Мастер ни разу не слышал, чтобы Иозеф говорил так горячо. Пройдя еще несколько шагов, он сказал:
– Истина есть, дорогой мой! Но «учения», которого ты жаждешь, абсолютного, дарующего совершенную и единственную мудрость, – такого учения нет. Да и стремиться надо тебе, друг мой, вовсе не к какому-то совершенному учению, а к совершенствованию себя самого. Божество в тебе, а не в понятиях и книгах. Истиной живут, ее не преподают.

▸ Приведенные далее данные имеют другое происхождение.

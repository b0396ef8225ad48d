use std::{env, io};

use actix_web::{get, web, App, HttpResponse, HttpServer, Responder};
use log::info;
use serde::Deserialize;

use gibberish_core::error::ModelError;
use gibberish_core::io::{analyse_file, DEFAULT_STRIP_CHARS};
use gibberish_core::model::generation_input::GenerationInput;
use gibberish_core::model::markov_model::MarkovModel;

const CORPUS_VAR: &str = "GIBBERISH_CORPUS";
const ORDER_VAR: &str = "GIBBERISH_ORDER";
const DEFAULT_CORPUS: &str = "./data/corpus.txt";
const DEFAULT_ORDER: usize = 5;

/// Upper bound on `count`, keeps a single request from sampling forever.
const MAX_COUNT: usize = 10_000;
const DEFAULT_CONTEXT_LIMIT: usize = 100;

/// Query parameters for the `/v1/generate` endpoint
#[derive(Deserialize)]
struct GenerateParams {
	count: Option<usize>,
	seed: Option<u64>,
	prehistory: Option<String>, // space separated, random stored context if absent
	strategy: Option<String>,
}

#[derive(Deserialize)]
struct ContextsQuery {
	limit: Option<usize>
}

/// Trained model, read-only once the server starts
struct SharedData {
	model: MarkovModel
}

impl GenerateParams {
	/// Builds generation parameters from the query.
	fn generation_input(&self) -> Result<GenerationInput, String> {
		let mut input = GenerationInput::default();

		if let Some(count) = self.count {
			if count > MAX_COUNT {
				return Err(format!("count must be <= {MAX_COUNT}, got {count}"));
			}
			input.count = count;
		}
		input.seed = self.seed;
		if let Some(prehistory) = &self.prehistory {
			input.set_prehistory(prehistory);
		}
		if let Some(strategy) = &self.strategy {
			input.set_strategy(strategy).map_err(|e| e.to_string())?;
		}

		Ok(input)
	}
}

/// HTTP GET endpoint `/v1/generate`
///
/// Returns the prehistory followed by `count` generated words,
/// separated by single spaces.
#[get("/v1/generate")]
async fn get_generated(
	data: web::Data<SharedData>,
	query: web::Query<GenerateParams>,
) -> impl Responder {
	let input = match query.generation_input() {
		Ok(input) => input,
		Err(e) => return HttpResponse::BadRequest().body(e)
	};

	match data.model.generate(&input) {
		Ok(words) => HttpResponse::Ok().body(words.join(" ")),
		Err(e @ ModelError::MissingContext(_)) => HttpResponse::NotFound().body(e.to_string()),
		Err(e) => HttpResponse::InternalServerError().body(e.to_string()),
	}
}

#[get("/v1/stats")]
async fn get_stats(data: web::Data<SharedData>) -> impl Responder {
	HttpResponse::Ok().json(data.model.stats())
}

#[get("/v1/contexts")]
async fn get_contexts(
	data: web::Data<SharedData>,
	query: web::Query<ContextsQuery>,
) -> impl Responder {
	let limit = query.limit.unwrap_or(DEFAULT_CONTEXT_LIMIT);
	let contexts: Vec<String> = data.model
		.contexts()
		.take(limit)
		.map(|context| context.join(" "))
		.collect();
	HttpResponse::Ok().body(contexts.join("\n"))
}

fn configure(cfg: &mut web::ServiceConfig) {
	cfg.service(get_generated)
		.service(get_stats)
		.service(get_contexts);
}

/// Trains a model of order `order` from the corpus at `path`.
fn train(path: &str, order: usize) -> Result<MarkovModel, Box<dyn std::error::Error>> {
	let mut model = MarkovModel::new(order)?;
	let count = analyse_file(path, &mut model, Some(DEFAULT_STRIP_CHARS))?;
	info!(
		"Trained order {order} model on {count} words from {path} ({} contexts)",
		model.context_count()
	);
	Ok(model)
}

/// Main entry point for the server.
///
/// Trains the model once, then shares it read-only between workers.
///
/// # Notes
/// - The server binds to 127.0.0.1:5000.
/// - Corpus path: first argument, else `GIBBERISH_CORPUS`, else `./data/corpus.txt`.
/// - Model order: `GIBBERISH_ORDER`, else 5.
#[actix_web::main]
async fn main() -> io::Result<()> {
	env_logger::init();

	let corpus = env::args()
		.nth(1)
		.or_else(|| env::var(CORPUS_VAR).ok())
		.unwrap_or_else(|| DEFAULT_CORPUS.to_owned());
	let order = match env::var(ORDER_VAR) {
		Ok(value) => value.parse().map_err(|_| {
			io::Error::new(
				io::ErrorKind::InvalidInput,
				format!("{ORDER_VAR} must be a positive integer, got '{value}'"),
			)
		})?,
		Err(_) => DEFAULT_ORDER,
	};

	let model = train(&corpus, order).map_err(|e| io::Error::other(e.to_string()))?;
	let shared_data = web::Data::new(SharedData { model });

	HttpServer::new(move || {
		App::new()
			.app_data(shared_data.clone())
			.configure(configure)
	})
		.bind(("127.0.0.1", 5000))?
		.run()
		.await
}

Приготовься к битвам, Иозеф Кнехт, я вижу, они уже начались.
Впервые видя в эти дни любимого магистра в его повседневных трудах, Иозеф восхищался им, хотя мог углядеть лишь малую часть сделанного им за день. Но больше всего расположил его к себе мастер тем, что принял в нем такое участие, что пригласил его к себе, что этот обремененный трудами и часто такой усталый человек выкраивал какие-то часы для него, и не только часы. Если введение в медитацию оставило в нем такое глубокое и стойкое впечатление, то дело тут было, как он позднее рассудил, не в какой-то особенно тонкой или самобытной технике, а только в личности мастера, в его примере. Другие учителя Кнехта, у которых он проходил курс медитации в следующем году, давали больше указаний и более точные наставления, проверяли строже, задавали больше вопросов, делали больше поправок. Мастер музыки, уверенный в своей власти над этим юношей, не говорил почти ничего и не учил почти ничему, он, в сущности, только задавал темы и вел за собой собственным примером. Кнехт наблюдал, как его учитель, часто казавшийся очень старым и утомленным, полузакрыв глаза, погружался в себя, а затем опять оказывался способен глядеть тихо, проникновенно, весело и приветливо, – и не было для Кнехта более убедительного свидетельства пути к истокам, пути от беспокойства к покою. Все, что мастер мог сказать словами, Кнехт узнавал между прочим, во время коротких прогулок или за едой.
Мы знаем, что тогда же Кнехт получил у магистра и какие-то первые намеки и указания насчет игры в бисер, но никаких подлинных слов до нас не дошло. Большое впечатление произвела на него забота его хозяина о том, чтобы спутник Иозефа не чувствовал себя всего лишь придатком. Ничего, кажется, этот человек не упускал из виду.
Краткое пребывание в Монтепорте, три урока медитации, присутствие на дирижерских занятиях, несколько разговоров с мастером имели для Кнехта большое значение; для своего короткого вмешательства магистр безошибочно выбрал наиболее благоприятный момент. Главной целью его приглашения было приохотить юношу к медитации, но не менее важно было это приглашение само по себе, как отличие, как знак того, что за ним следят и чего-то от него ждут: это была вторая ступень призвания. Ему позволили заглянуть во внутреннюю сферу; если один из двенадцати мастеров так приближал к себе ученика этой ступени, то означало это не только личное благоволение. Всякий поступок мастера был всегда больше, чем нечто личное.
На прощание оба ученика получили по маленькому подарку: Иозеф – тетрадь с двумя хоральными прелюдиями Баха, товарищ его – изящное, карманного формата издание Горация. Прощаясь с Кнехтом, мастер сказал ему:
– Через несколько дней ты узнаешь, в какую школу зачислен. Приезжать туда я буду реже, чем в Эшгольц, но и там нам, наверно, удастся видеться, если я буду здоров. При желании можешь мне раз в год писать, особенно о ходе твоих занятий музыкой. Критиковать своих учителей тебе не запрещается, но усердствовать в этом не стоит. Тебя ждет многое, я надеюсь, что ты покажешь себя с лучшей стороны. Наша Касталия не должна быть простой элитой, она должна быть прежде всего иерархией, зданием, где только целое дает смысл каждому камню. Выхода из этого целого нет, и тот, кто поднимается выше и получает задачи более значительные, не делается свободнее, он берет на себя только все большую ответственность. До свидания, юный мой друг, твое пребывание здесь было для меня радостью.